The string "exec" appears in some lines of the data. Report how many, with no other words.

■ **Material to process**:

++++++

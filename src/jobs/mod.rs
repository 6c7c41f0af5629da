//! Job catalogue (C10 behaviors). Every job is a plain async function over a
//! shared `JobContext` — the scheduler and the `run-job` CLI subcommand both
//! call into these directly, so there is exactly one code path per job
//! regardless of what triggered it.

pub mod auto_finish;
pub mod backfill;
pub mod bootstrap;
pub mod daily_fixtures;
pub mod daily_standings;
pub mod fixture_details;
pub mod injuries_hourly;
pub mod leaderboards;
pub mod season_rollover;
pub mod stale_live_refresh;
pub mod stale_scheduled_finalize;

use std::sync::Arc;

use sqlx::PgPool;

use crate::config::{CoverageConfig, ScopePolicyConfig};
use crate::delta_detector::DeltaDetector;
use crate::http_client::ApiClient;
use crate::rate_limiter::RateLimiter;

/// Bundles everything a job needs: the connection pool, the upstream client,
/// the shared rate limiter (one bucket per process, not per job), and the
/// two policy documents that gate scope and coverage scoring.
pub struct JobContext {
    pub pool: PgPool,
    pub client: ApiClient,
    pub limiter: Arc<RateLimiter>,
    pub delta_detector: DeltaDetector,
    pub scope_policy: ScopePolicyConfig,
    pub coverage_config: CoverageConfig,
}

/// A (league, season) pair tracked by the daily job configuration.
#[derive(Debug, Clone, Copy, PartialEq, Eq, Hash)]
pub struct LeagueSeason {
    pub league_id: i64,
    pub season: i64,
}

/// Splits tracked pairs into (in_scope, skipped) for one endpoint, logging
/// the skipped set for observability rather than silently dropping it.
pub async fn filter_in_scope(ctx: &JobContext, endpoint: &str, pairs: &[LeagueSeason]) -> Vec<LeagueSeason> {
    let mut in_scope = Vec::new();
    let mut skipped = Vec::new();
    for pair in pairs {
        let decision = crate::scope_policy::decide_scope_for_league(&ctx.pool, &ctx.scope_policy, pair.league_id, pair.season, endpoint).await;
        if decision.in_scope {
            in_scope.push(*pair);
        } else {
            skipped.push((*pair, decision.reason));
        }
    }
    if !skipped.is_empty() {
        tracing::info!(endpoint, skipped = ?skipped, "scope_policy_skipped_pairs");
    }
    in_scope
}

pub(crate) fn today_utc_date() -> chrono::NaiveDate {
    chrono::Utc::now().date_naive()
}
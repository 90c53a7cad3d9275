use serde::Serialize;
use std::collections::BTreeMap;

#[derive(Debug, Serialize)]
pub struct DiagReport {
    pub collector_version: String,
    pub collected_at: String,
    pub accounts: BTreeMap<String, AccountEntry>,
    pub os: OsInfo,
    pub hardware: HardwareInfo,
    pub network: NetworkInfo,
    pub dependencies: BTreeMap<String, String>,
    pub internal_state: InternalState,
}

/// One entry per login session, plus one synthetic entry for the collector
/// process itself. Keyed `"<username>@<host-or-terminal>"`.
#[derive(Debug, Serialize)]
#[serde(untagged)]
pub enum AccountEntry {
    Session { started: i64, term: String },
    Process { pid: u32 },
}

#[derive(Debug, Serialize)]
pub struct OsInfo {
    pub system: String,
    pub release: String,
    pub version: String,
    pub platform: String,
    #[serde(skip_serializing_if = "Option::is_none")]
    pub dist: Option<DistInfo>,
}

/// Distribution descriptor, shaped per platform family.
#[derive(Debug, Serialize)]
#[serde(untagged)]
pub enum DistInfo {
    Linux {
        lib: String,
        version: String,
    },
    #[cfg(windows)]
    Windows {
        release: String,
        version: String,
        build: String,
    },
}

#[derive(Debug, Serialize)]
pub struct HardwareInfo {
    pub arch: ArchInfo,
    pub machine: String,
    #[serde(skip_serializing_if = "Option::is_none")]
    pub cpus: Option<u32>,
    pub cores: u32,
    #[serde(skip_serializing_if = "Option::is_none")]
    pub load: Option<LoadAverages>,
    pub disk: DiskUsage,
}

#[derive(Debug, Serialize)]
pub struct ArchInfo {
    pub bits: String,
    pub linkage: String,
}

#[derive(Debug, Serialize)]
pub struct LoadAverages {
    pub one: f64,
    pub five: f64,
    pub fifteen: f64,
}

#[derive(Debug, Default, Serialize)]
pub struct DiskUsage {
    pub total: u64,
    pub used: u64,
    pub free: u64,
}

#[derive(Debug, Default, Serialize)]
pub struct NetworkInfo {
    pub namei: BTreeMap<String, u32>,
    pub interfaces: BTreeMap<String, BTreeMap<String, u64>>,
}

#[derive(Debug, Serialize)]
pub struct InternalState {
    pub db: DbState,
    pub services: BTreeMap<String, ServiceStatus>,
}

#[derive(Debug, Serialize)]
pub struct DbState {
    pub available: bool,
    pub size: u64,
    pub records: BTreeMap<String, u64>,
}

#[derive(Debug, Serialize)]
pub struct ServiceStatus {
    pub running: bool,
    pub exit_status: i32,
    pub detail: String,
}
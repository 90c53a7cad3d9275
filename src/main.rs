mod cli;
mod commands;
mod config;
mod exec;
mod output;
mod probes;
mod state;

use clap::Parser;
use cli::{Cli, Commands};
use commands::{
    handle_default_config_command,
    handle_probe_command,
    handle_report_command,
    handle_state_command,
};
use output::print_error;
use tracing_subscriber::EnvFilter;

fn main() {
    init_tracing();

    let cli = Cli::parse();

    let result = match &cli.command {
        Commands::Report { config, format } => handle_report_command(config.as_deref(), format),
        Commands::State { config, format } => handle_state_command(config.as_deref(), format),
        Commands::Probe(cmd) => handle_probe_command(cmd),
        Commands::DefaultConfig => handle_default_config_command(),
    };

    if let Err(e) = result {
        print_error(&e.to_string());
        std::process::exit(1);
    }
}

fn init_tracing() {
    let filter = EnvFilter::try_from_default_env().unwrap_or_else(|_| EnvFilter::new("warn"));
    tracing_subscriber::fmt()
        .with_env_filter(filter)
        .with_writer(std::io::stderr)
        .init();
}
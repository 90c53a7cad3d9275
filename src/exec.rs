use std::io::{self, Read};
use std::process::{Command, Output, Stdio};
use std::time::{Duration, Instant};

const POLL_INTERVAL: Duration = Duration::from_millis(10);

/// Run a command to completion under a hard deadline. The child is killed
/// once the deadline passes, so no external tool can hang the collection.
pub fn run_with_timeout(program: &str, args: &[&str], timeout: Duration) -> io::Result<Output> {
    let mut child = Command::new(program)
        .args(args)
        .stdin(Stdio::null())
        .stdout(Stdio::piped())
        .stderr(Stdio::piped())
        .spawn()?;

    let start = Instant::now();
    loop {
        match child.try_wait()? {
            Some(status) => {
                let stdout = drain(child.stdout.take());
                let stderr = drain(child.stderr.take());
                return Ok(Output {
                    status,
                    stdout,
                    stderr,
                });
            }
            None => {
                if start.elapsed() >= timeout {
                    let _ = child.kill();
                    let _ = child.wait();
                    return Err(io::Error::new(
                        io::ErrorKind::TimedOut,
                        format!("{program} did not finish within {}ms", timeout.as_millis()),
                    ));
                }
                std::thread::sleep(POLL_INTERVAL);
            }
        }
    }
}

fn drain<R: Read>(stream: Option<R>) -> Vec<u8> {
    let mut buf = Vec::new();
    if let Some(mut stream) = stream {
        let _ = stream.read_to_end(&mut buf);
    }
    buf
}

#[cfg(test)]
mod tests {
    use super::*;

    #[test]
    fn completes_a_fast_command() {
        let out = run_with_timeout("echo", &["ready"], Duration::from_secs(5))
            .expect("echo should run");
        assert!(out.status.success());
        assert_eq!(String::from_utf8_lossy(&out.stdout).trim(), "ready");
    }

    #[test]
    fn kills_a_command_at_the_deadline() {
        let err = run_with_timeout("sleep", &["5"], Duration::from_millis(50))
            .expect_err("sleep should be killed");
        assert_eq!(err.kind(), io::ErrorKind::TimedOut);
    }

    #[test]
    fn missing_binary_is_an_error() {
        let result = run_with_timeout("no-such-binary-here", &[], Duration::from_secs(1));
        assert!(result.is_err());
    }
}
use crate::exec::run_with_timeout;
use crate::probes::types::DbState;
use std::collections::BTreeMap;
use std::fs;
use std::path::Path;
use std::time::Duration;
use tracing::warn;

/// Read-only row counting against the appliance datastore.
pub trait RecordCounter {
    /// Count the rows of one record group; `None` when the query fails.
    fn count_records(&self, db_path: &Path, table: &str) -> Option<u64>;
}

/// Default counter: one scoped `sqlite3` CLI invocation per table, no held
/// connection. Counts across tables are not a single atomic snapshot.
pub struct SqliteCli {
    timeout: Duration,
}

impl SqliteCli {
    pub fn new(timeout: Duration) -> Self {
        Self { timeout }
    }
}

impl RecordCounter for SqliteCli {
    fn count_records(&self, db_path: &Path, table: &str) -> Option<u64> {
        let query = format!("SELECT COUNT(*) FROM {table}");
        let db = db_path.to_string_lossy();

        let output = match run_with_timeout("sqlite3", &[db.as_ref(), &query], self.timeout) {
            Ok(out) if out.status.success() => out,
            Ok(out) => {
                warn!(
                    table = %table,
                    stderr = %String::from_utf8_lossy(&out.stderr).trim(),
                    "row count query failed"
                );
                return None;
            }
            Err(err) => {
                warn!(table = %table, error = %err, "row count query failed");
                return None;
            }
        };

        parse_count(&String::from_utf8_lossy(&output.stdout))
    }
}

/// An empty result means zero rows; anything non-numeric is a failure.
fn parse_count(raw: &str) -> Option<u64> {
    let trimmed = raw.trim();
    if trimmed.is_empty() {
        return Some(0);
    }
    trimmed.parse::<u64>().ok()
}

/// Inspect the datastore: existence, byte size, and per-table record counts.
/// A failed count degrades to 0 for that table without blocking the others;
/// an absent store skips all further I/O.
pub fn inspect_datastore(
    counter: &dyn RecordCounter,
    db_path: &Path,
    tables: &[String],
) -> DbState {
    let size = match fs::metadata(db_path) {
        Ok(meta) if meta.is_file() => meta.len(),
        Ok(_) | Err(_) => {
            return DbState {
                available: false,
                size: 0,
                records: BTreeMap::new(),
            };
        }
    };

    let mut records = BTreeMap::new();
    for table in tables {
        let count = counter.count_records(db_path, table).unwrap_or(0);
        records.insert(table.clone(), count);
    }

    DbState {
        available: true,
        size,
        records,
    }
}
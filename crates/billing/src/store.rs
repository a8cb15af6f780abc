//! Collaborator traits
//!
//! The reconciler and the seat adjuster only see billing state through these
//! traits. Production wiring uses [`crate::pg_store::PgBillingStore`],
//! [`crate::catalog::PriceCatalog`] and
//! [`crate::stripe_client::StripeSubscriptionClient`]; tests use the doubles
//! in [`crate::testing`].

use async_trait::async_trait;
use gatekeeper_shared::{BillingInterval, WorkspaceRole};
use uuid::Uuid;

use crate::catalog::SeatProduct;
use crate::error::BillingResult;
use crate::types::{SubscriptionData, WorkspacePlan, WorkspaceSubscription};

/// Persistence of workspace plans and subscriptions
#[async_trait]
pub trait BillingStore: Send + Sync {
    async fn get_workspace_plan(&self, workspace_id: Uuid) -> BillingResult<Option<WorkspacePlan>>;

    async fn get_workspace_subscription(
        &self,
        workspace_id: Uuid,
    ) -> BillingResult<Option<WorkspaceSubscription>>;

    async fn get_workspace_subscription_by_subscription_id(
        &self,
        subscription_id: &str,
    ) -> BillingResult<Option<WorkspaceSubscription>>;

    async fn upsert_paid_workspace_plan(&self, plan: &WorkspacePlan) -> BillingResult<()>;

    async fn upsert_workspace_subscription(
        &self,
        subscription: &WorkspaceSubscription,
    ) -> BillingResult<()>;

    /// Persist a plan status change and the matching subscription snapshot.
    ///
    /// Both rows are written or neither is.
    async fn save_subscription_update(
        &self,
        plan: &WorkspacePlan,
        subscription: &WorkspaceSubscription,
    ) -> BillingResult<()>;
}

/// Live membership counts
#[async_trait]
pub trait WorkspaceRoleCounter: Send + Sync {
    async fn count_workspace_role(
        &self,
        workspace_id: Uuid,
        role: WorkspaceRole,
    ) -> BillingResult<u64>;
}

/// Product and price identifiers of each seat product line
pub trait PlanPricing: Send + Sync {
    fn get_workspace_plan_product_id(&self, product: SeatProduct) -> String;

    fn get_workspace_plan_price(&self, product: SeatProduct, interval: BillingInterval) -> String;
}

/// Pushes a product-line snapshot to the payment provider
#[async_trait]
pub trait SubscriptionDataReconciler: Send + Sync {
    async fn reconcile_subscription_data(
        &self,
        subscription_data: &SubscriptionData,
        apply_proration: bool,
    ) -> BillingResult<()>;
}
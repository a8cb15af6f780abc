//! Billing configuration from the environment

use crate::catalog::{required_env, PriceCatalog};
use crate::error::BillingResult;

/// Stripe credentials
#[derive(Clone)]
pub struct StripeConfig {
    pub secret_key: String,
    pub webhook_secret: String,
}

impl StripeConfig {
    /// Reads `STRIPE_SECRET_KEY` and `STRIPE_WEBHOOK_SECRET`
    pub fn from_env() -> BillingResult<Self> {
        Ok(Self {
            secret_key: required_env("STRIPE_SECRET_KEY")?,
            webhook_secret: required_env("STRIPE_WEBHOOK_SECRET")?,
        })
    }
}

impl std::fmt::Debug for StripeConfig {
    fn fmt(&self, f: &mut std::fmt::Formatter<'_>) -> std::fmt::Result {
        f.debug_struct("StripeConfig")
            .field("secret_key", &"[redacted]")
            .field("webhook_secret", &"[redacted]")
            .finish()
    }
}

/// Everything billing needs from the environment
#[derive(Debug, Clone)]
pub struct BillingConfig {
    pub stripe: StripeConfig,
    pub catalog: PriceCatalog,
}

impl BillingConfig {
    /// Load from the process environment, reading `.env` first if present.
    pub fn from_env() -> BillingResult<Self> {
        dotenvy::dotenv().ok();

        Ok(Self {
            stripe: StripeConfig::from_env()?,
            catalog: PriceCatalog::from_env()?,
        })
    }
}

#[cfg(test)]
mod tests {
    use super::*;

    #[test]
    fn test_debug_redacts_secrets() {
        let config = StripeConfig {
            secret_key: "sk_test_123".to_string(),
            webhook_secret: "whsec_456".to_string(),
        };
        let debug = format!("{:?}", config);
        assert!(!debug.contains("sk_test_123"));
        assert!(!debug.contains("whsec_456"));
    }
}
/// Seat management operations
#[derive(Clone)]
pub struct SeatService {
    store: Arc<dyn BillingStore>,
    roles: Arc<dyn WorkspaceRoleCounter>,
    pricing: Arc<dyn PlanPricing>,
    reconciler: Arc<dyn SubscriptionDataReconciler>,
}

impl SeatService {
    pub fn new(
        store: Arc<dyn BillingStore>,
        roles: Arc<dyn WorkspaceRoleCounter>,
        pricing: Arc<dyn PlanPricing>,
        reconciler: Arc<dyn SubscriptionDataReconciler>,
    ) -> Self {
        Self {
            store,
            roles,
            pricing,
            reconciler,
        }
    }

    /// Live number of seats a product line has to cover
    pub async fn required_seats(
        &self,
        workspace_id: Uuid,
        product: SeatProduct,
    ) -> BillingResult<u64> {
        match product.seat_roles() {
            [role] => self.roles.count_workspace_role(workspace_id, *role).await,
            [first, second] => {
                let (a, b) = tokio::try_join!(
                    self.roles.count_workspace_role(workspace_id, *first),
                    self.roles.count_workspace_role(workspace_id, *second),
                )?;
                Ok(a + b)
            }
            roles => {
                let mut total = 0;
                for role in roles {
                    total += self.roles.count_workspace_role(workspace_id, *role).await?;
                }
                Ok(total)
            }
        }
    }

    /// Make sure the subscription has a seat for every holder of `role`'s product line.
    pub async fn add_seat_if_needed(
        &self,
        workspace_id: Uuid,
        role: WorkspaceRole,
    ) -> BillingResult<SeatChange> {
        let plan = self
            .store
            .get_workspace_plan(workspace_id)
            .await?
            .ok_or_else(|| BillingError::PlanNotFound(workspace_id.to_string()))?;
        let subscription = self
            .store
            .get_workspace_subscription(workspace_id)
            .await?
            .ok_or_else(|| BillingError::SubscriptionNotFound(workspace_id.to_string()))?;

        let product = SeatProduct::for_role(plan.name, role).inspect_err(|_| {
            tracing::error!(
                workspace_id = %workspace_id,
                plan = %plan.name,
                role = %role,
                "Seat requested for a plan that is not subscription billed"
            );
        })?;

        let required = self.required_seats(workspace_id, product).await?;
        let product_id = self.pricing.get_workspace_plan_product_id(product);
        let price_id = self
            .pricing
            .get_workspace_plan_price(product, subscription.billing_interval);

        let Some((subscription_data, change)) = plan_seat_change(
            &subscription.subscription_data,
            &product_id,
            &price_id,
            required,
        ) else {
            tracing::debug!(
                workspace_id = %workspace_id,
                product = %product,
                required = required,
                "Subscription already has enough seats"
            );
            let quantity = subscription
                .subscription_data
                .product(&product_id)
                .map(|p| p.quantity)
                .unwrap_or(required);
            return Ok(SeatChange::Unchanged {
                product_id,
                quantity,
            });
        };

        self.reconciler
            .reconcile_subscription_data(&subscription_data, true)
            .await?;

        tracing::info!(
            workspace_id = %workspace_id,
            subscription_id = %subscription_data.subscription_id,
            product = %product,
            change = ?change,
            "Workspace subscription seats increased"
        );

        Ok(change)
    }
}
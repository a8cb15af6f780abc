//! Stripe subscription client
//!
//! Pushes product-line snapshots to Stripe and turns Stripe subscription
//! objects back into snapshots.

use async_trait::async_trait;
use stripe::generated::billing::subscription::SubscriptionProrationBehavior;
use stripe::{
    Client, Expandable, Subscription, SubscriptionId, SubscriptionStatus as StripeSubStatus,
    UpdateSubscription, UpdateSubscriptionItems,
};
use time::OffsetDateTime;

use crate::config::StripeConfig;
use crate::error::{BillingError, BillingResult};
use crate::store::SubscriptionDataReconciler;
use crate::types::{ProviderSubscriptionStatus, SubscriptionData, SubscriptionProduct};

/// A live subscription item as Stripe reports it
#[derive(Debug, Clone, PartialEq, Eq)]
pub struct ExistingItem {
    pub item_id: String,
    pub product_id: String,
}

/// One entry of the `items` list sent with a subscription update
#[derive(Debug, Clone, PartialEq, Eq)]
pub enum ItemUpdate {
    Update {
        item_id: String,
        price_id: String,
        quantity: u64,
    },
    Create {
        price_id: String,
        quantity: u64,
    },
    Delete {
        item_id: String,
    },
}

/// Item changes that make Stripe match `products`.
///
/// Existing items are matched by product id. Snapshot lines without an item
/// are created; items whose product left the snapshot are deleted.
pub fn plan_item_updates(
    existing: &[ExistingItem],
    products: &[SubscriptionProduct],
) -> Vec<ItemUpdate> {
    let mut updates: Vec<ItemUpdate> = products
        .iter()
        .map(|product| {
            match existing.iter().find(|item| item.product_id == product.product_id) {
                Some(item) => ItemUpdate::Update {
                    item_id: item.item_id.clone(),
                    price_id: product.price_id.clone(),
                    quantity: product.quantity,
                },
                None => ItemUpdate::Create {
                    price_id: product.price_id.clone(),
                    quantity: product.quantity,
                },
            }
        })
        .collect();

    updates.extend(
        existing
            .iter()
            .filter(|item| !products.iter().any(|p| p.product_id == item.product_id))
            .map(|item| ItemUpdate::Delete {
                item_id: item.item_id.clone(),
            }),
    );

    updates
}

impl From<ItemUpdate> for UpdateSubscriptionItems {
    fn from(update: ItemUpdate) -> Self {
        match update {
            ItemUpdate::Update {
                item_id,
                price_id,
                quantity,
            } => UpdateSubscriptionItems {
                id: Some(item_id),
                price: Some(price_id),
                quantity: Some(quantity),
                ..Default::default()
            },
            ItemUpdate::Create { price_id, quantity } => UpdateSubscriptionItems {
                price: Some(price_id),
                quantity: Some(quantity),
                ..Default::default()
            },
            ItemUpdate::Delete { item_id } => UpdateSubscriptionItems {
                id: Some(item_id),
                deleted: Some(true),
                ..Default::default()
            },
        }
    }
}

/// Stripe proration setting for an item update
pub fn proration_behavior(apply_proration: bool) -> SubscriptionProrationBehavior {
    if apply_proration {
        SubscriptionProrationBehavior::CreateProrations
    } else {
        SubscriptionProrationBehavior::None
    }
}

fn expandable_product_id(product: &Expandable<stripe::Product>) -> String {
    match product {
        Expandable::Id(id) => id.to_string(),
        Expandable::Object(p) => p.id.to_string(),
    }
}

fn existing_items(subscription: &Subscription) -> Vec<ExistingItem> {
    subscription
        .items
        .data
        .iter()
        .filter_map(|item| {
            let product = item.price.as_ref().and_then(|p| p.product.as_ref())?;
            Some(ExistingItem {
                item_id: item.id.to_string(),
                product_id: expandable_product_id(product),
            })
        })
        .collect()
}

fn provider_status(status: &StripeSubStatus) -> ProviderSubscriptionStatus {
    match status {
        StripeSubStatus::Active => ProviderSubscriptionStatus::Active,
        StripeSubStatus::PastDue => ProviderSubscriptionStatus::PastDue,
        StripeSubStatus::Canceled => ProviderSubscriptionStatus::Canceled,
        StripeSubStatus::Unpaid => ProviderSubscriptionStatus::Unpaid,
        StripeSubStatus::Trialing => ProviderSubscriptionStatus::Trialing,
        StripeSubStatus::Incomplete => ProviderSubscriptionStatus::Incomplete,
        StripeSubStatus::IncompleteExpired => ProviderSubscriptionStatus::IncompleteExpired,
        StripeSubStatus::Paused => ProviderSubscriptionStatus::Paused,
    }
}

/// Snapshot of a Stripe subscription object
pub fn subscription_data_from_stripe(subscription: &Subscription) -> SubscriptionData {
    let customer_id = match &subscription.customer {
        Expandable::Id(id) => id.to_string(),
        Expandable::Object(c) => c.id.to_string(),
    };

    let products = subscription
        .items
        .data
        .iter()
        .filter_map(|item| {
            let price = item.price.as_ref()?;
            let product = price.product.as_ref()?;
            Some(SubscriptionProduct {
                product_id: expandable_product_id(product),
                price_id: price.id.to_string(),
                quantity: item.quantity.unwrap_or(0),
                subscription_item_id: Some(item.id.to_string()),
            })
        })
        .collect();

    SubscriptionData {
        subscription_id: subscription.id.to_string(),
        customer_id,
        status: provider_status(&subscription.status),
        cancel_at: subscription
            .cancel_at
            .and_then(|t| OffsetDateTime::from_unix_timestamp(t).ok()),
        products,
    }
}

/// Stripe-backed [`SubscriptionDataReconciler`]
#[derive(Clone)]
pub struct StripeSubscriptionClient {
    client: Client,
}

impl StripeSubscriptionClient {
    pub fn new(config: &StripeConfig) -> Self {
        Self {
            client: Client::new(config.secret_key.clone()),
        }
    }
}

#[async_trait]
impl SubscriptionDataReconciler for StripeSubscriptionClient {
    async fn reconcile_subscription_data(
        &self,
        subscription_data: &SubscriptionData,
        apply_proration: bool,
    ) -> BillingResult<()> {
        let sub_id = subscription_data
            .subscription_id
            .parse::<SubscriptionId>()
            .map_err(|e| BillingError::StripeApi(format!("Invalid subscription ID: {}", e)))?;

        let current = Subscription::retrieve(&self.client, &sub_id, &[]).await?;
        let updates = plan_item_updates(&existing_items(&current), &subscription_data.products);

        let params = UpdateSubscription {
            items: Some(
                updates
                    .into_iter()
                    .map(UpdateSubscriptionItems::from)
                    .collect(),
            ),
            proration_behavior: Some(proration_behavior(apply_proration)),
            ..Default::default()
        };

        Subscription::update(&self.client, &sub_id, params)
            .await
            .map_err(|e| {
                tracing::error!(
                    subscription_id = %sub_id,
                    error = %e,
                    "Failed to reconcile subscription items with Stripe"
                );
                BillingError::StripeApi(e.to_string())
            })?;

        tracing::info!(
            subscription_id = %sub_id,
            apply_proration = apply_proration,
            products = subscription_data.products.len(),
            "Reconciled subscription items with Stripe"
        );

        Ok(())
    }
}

++++++

■ **Exercise response**: 3